Stored data:
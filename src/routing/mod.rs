//! Routing subsystem.
//!
//! # Data Flow
//! ```text
//! Incoming request path
//!     → router.rs (scan routes in priority order)
//!     → Return: matched Route or no match
//!
//! Table build (startup and reload):
//!     Route[] from config
//!     → Stable sort by priority
//!     → Published inside the config snapshot, immutable
//! ```
//!
//! # Design Decisions
//! - Table is rebuilt wholesale on reload, never mutated once published
//! - No path normalisation: no trailing-slash collapsing, no
//!   percent-decoding, no case folding
//! - First match wins; O(n) scan is fine for typical route counts

pub mod router;

pub use router::RoutingTable;
//! Shared utilities for integration testing.

use std::future::Future;
use std::net::SocketAddr;
use std::sync::Arc;
use std::time::Duration;

use tokio::io::{AsyncReadExt, AsyncWriteExt};
use tokio::net::TcpListener;

/// Start a mock backend that answers every request with 200 and `body`.
#[allow(dead_code)]
pub async fn start_mock_backend(addr: SocketAddr, body: &'static str) {
    start_programmable_backend(addr, move || async move { (200, body.to_string()) }).await;
}

/// Start a programmable mock backend; `f` decides status and body per call.
#[allow(dead_code)]
pub async fn start_programmable_backend<F, Fut>(addr: SocketAddr, f: F)
where
    F: Fn() -> Fut + Send + Sync + 'static,
    Fut: Future<Output = (u16, String)> + Send + 'static,
{
    let listener = TcpListener::bind(addr).await.unwrap();
    let f = Arc::new(f);

    tokio::spawn(async move {
        loop {
            match listener.accept().await {
                Ok((mut socket, _)) => {
                    let f = f.clone();
                    tokio::spawn(async move {
                        let mut buf = vec![0u8; 4096];
                        let _ = socket.read(&mut buf).await;

                        let (status, body) = f().await;
                        let status_text = match status {
                            200 => "200 OK",
                            404 => "404 Not Found",
                            500 => "500 Internal Server Error",
                            502 => "502 Bad Gateway",
                            503 => "503 Service Unavailable",
                            _ => "200 OK",
                        };
                        let response = format!(
                            "HTTP/1.1 {}\r\nContent-Length: {}\r\nConnection: close\r\n\r\n{}",
                            status_text,
                            body.len(),
                            body
                        );
                        let _ = socket.write_all(response.as_bytes()).await;
                        let _ = socket.shutdown().await;
                    });
                }
                Err(_) => break,
            }
        }
    });
}

/// Start a backend that accepts connections but never responds.
#[allow(dead_code)]
pub async fn start_black_hole(addr: SocketAddr) {
    let listener = TcpListener::bind(addr).await.unwrap();
    tokio::spawn(async move {
        loop {
            match listener.accept().await {
                Ok((socket, _)) => {
                    tokio::spawn(async move {
                        let _socket = socket;
                        tokio::time::sleep(Duration::from_secs(600)).await;
                    });
                }
                Err(_) => break,
            }
        }
    });
}

/// A fresh reqwest client that does not reuse connections between tests.
#[allow(dead_code)]
pub fn test_client() -> reqwest::Client {
    reqwest::Client::builder()
        .pool_max_idle_per_host(0)
        .no_proxy()
        .build()
        .unwrap()
}
//! HTTP protocol handling subsystem.
//!
//! # Data Flow
//! ```text
//! TCP connection
//!     → server.rs (accept loop, per-connection task)
//!     → request.rs / codec.rs (parse request off the socket)
//!     → [gateway decides route and backend]
//!     → response.rs (serialize the reply)
//!     → Send to client
//! ```
//!
//! The same codec reads upstream responses for the forwarding client.

pub mod codec;
pub mod request;
pub mod response;
pub mod server;

pub use request::HttpRequest;
pub use response::HttpResponse;
pub use server::{HttpServer, RequestHandler};

use std::collections::BTreeMap;

use thiserror::Error;

/// Header map with case-sensitive keys and deterministic iteration order.
pub type Headers = BTreeMap<String, String>;

/// Error type for HTTP parsing and framing.
#[derive(Debug, Error)]
pub enum HttpError {
    /// The bytes do not form a valid HTTP/1.1 message.
    #[error("malformed message: {0}")]
    Parse(String),

    /// The start line and headers exceeded the allowed size.
    #[error("message head exceeds {0} bytes")]
    HeadTooLarge(usize),

    /// The underlying stream failed.
    #[error(transparent)]
    Io(#[from] std::io::Error),
}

* _PROBLEM_
Where the string "priority" turns up in a line of the data above, copy that whole line.

* _ANSWER TO THE PROBLEM_
//!     → router.rs (scan routes in priority order)
//!     → Stable sort by priority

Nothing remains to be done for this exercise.